After Pan Am selected the Boeing 314, Martin negotiated a deal with the Soviet Union for this aircraft and the M-156 was never put into regular trans-Pacific service. The M-156 was sold to the Soviets and operated by Aeroflot on the Soviet Union's far-east routes under the designation PS-30.
Like the M-130, the M-156/PS-30 was a four-engined, parasol wing design. While the M-156/PS-30 retained the same length as its predecessor, its wingspan was increased by more than 27 ft (8.2 m) with the addition of flaps for increased control. The M-156/PS-30 also differed from the M-130 by having a horizontal stabilizer mounted atop a pylon at the rear of the hull, with twin vertical stabilizers and twin rudders located atop the horizontal stabilizer.

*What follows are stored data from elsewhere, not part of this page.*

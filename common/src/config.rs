use std::{io::ErrorKind, path::Path};

use serde::{Deserialize, Serialize};
use thiserror::Error;

const MIN_DHT_PERIOD_MS: u64 = 1_000;
const MIN_LIGHT_PERIOD_MS: u64 = 100;
const MAX_DEBOUNCE_MS: u64 = 5_000;

#[derive(Debug, Error)]
pub enum ConfigError {
    #[error("failed to read config file: {0}")]
    Io(#[from] std::io::Error),
    #[error("invalid config json: {0}")]
    Parse(#[from] serde_json::Error),
}

#[derive(Debug, Clone, Serialize, Deserialize)]
#[serde(default)]
pub struct DeviceConfig {
    pub id: String,
}

impl Default for DeviceConfig {
    fn default() -> Self {
        Self {
            id: "esp8266_000000".to_string(),
        }
    }
}

#[derive(Debug, Clone, Copy, PartialEq, Eq, Serialize, Deserialize)]
#[serde(rename_all = "lowercase")]
pub enum DhtModel {
    Dht11,
    Dht22,
}

#[derive(Debug, Clone, Serialize, Deserialize)]
#[serde(default)]
pub struct DhtConfig {
    pub enable: bool,
    pub pin: u8,
    pub model: DhtModel,
    pub fahrenheit: bool,
    pub period_ms: u64,
    pub mqtt_topic: String,
}

impl Default for DhtConfig {
    fn default() -> Self {
        Self {
            enable: false,
            pin: 5,
            model: DhtModel::Dht22,
            fahrenheit: false,
            period_ms: 5_000,
            mqtt_topic: String::new(),
        }
    }
}

#[derive(Debug, Clone, Serialize, Deserialize)]
#[serde(default)]
pub struct LightConfig {
    pub enable: bool,
    pub channel: u8,
    pub period_ms: u64,
    pub mqtt_topic: String,
}

impl Default for LightConfig {
    fn default() -> Self {
        Self {
            enable: false,
            channel: 0,
            period_ms: 5_000,
            mqtt_topic: String::new(),
        }
    }
}

#[derive(Debug, Clone, Serialize, Deserialize)]
#[serde(default)]
pub struct MotionConfig {
    pub enable: bool,
    pub pin: u8,
    pub mqtt_topic: String,
}

impl Default for MotionConfig {
    fn default() -> Self {
        Self {
            enable: false,
            pin: 4,
            mqtt_topic: String::new(),
        }
    }
}

#[derive(Debug, Clone, Serialize, Deserialize)]
#[serde(default)]
pub struct SonoffConfig {
    pub enable: bool,
    pub relay_pin: u8,
    pub led_pin: u8,
    /// The Sonoff Basic LED is wired to VCC: driving the pin low lights it.
    pub led_active_low: bool,
    pub button_pin: u8,
    pub button_debounce_ms: u64,
    pub mqtt_topic: String,
}

impl Default for SonoffConfig {
    fn default() -> Self {
        Self {
            enable: true,
            relay_pin: 12,
            led_pin: 13,
            led_active_low: true,
            button_pin: 0,
            button_debounce_ms: 500,
            mqtt_topic: String::new(),
        }
    }
}

#[derive(Debug, Clone, Serialize, Deserialize)]
#[serde(default)]
pub struct NetworkConfig {
    pub wifi_ssid: String,
    pub wifi_pass: String,
    pub mqtt_host: String,
    pub mqtt_port: u16,
    pub mqtt_user: String,
    pub mqtt_pass: String,
    pub rpc_port: u16,
}

impl Default for NetworkConfig {
    fn default() -> Self {
        Self {
            wifi_ssid: String::new(),
            wifi_pass: String::new(),
            mqtt_host: "192.168.1.100".to_string(),
            mqtt_port: 1883,
            mqtt_user: String::new(),
            mqtt_pass: String::new(),
            rpc_port: 80,
        }
    }
}

impl NetworkConfig {
    /// Overrides broker and RPC settings from `MQTT_HOST`, `MQTT_PORT`,
    /// `MQTT_USER`, `MQTT_PASS` and `RPC_PORT`. Unparseable ports are ignored.
    pub fn apply_overrides(&mut self, lookup: impl Fn(&str) -> Option<String>) {
        if let Some(host) = lookup("MQTT_HOST") {
            self.mqtt_host = host;
        }
        if let Some(port) = lookup("MQTT_PORT").and_then(|value| value.parse().ok()) {
            self.mqtt_port = port;
        }
        if let Some(user) = lookup("MQTT_USER") {
            self.mqtt_user = user;
        }
        if let Some(pass) = lookup("MQTT_PASS") {
            self.mqtt_pass = pass;
        }
        if let Some(port) = lookup("RPC_PORT").and_then(|value| value.parse().ok()) {
            self.rpc_port = port;
        }
    }
}

#[derive(Debug, Clone, Default, Serialize, Deserialize)]
#[serde(default)]
pub struct BoardConfig {
    pub device: DeviceConfig,
    pub dht1: DhtConfig,
    pub light1: LightConfig,
    pub motion1: MotionConfig,
    pub sonoff: SonoffConfig,
    pub network: NetworkConfig,
}

impl BoardConfig {
    pub fn from_json(raw: &str) -> Result<Self, ConfigError> {
        let mut config = serde_json::from_str::<Self>(raw)?;
        config.sanitize();
        Ok(config)
    }

    /// Loads a config file, falling back to defaults when it does not exist.
    pub fn load(path: impl AsRef<Path>) -> Result<Self, ConfigError> {
        match std::fs::read_to_string(path) {
            Ok(raw) => Self::from_json(&raw),
            Err(err) if err.kind() == ErrorKind::NotFound => Ok(Self::default()),
            Err(err) => Err(err.into()),
        }
    }

    pub fn sanitize(&mut self) {
        self.dht1.period_ms = self.dht1.period_ms.max(MIN_DHT_PERIOD_MS);
        self.light1.period_ms = self.light1.period_ms.max(MIN_LIGHT_PERIOD_MS);
        self.sonoff.button_debounce_ms = self.sonoff.button_debounce_ms.min(MAX_DEBOUNCE_MS);
        self.dht1.mqtt_topic = self.dht1.mqtt_topic.trim().to_string();
        self.light1.mqtt_topic = self.light1.mqtt_topic.trim().to_string();
        self.motion1.mqtt_topic = self.motion1.mqtt_topic.trim().to_string();
        self.sonoff.mqtt_topic = self.sonoff.mqtt_topic.trim().to_string();
    }
}

/// `Some(topic)` when MQTT publishing is configured for a feature.
pub fn topic(raw: &str) -> Option<&str> {
    if raw.is_empty() {
        None
    } else {
        Some(raw)
    }
}

#[cfg(test)]
mod tests {
    use super::*;

    #[test]
    fn partial_json_keeps_defaults() {
        let config = BoardConfig::from_json(
            r#"{"device":{"id":"dev1"},"dht1":{"enable":true,"mqtt_topic":"sensors/dht1"}}"#,
        )
        .unwrap();

        assert_eq!(config.device.id, "dev1");
        assert!(config.dht1.enable);
        assert_eq!(config.dht1.mqtt_topic, "sensors/dht1");
        assert_eq!(config.dht1.period_ms, 5_000);
        assert_eq!(config.dht1.model, DhtModel::Dht22);
        assert!(!config.light1.enable);
        assert_eq!(config.sonoff.relay_pin, 12);
        assert_eq!(config.sonoff.led_pin, 13);
        assert!(config.sonoff.led_active_low);
    }

    #[test]
    fn sanitize_clamps_periods_and_debounce() {
        let config = BoardConfig::from_json(
            r#"{"dht1":{"period_ms":10},"light1":{"period_ms":0},"sonoff":{"button_debounce_ms":60000}}"#,
        )
        .unwrap();

        assert_eq!(config.dht1.period_ms, 1_000);
        assert_eq!(config.light1.period_ms, 100);
        assert_eq!(config.sonoff.button_debounce_ms, 5_000);
    }

    #[test]
    fn whitespace_topic_disables_publishing() {
        let config = BoardConfig::from_json(r#"{"motion1":{"mqtt_topic":"   "}}"#).unwrap();
        assert_eq!(topic(&config.motion1.mqtt_topic), None);
        assert_eq!(topic("sensors/motion1"), Some("sensors/motion1"));
    }

    #[test]
    fn missing_file_yields_defaults() {
        let config = BoardConfig::load("/nonexistent/board-config.json").unwrap();
        assert_eq!(config.device.id, "esp8266_000000");
    }

    #[test]
    fn env_overrides_replace_network_settings() {
        let mut network = NetworkConfig::default();
        network.apply_overrides(|key| match key {
            "MQTT_HOST" => Some("broker.local".to_string()),
            "MQTT_PORT" => Some("not-a-port".to_string()),
            "RPC_PORT" => Some("8080".to_string()),
            _ => None,
        });

        assert_eq!(network.mqtt_host, "broker.local");
        assert_eq!(network.mqtt_port, 1883);
        assert_eq!(network.rpc_port, 8080);
        assert!(network.mqtt_user.is_empty());
    }

    #[test]
    fn malformed_json_is_rejected() {
        assert!(matches!(
            BoardConfig::from_json("{not json"),
            Err(ConfigError::Parse(_))
        ));
    }
}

Along with the increase in wing size, fuel capacity was expanded from the M-130's 3,165 gal (11,981 l) to a total of 4,260 gal (16,126 l) in the M-156/PS-30. Power for each of the four engines increased from 850 hp (634 kW) to 1,000 hp (746 kW) utilizing the more powerful Wright Cyclone G2 radials. 
The Soviet government purchased the M-156 from Martin in 1937. The sale included a set of production plans, engineering specifications and manufacturing licenses as the Soviets intended to mass-produce this aircraft. The German invasion of the Soviet Union in 1941 negated these plans.
The single M-156/PS-30 was put into regular service in 1940 by Aeroflot and was utilized in the Soviet Far East along the Pacific coast. In this role, Aeroflot configured the aircraft to carry up to 70 passengers. It was flown by Aeroflot until 1944, at which time it was scrapped.